INSTRUCTIONS TO FOLLOW - Your answer consists of the lines in the data that contain "enum". Copy each of them.

Stored items
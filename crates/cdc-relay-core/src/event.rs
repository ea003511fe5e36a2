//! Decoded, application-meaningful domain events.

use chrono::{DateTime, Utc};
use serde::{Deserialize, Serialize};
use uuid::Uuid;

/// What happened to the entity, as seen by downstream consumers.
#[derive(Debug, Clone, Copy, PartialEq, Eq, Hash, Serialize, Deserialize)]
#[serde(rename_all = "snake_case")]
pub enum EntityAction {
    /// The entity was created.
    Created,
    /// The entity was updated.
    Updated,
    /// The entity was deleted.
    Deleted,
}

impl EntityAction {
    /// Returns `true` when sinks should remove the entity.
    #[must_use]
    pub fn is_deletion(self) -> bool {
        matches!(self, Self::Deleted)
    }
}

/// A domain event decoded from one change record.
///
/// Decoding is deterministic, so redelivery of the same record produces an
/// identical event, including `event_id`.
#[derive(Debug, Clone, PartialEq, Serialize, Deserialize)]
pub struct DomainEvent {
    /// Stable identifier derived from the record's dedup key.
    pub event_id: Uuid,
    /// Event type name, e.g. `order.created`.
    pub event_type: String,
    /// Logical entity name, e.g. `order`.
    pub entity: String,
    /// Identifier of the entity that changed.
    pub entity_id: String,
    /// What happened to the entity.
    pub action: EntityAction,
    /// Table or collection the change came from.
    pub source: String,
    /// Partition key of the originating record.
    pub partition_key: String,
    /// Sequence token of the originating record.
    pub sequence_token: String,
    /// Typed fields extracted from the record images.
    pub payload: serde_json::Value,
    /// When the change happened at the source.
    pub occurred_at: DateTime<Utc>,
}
* * *
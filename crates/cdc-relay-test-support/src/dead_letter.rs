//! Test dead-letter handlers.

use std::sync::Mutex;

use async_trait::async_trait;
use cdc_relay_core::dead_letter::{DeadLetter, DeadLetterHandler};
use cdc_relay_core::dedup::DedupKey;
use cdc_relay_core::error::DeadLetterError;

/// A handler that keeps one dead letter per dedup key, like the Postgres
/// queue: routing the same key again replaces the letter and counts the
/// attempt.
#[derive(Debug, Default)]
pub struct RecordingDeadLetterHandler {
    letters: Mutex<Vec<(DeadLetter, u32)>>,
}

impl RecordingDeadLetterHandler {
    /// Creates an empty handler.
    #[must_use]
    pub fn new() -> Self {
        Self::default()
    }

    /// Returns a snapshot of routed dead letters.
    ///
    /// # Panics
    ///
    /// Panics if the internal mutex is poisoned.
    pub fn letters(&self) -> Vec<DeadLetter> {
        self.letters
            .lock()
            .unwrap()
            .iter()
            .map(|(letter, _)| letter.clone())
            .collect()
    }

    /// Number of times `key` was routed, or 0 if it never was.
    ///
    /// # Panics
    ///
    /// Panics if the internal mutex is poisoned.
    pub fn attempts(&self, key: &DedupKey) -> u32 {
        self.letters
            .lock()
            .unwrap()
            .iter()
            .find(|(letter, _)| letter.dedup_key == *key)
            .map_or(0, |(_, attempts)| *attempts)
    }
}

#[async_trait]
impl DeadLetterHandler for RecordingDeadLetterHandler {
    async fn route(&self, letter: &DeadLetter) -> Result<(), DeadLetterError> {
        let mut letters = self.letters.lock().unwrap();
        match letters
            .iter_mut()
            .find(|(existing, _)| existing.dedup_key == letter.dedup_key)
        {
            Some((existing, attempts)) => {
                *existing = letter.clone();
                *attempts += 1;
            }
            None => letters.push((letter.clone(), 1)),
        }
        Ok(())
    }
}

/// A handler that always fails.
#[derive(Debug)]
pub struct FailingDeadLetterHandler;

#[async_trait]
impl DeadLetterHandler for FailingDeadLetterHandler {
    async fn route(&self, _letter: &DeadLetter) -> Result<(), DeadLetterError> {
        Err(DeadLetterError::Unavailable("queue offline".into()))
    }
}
* * *
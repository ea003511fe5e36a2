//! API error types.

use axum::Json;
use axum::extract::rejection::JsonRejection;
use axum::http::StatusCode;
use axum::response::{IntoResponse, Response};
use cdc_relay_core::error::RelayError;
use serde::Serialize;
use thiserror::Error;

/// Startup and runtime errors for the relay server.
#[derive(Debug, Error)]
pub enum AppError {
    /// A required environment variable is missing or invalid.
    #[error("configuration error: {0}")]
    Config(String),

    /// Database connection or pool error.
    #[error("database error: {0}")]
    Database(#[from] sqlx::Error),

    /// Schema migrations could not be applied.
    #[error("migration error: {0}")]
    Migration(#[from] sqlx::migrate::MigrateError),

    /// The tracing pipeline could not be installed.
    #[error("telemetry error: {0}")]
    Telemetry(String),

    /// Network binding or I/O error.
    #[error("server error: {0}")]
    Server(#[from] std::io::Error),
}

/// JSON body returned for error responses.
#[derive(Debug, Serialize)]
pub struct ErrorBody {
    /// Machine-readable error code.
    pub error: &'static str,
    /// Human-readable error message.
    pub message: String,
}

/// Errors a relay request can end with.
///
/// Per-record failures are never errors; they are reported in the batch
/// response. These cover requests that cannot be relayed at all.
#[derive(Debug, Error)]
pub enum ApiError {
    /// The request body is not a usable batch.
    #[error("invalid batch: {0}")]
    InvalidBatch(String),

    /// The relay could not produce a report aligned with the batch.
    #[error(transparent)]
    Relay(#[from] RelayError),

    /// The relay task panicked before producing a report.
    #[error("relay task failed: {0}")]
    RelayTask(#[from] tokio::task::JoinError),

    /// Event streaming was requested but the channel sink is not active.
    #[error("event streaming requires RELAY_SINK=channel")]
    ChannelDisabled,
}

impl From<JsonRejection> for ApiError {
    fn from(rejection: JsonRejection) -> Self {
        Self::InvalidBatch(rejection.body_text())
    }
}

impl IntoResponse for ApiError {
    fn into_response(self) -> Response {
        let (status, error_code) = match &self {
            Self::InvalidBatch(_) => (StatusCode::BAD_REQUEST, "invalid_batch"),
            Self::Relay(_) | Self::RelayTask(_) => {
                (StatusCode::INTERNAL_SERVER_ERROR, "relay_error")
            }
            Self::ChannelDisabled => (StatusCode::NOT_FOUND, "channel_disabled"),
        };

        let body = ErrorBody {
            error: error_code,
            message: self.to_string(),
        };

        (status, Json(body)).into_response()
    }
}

EXERCISE RESPONSE -
pub enum EntityAction {
pub enum AppError {
pub enum ApiError {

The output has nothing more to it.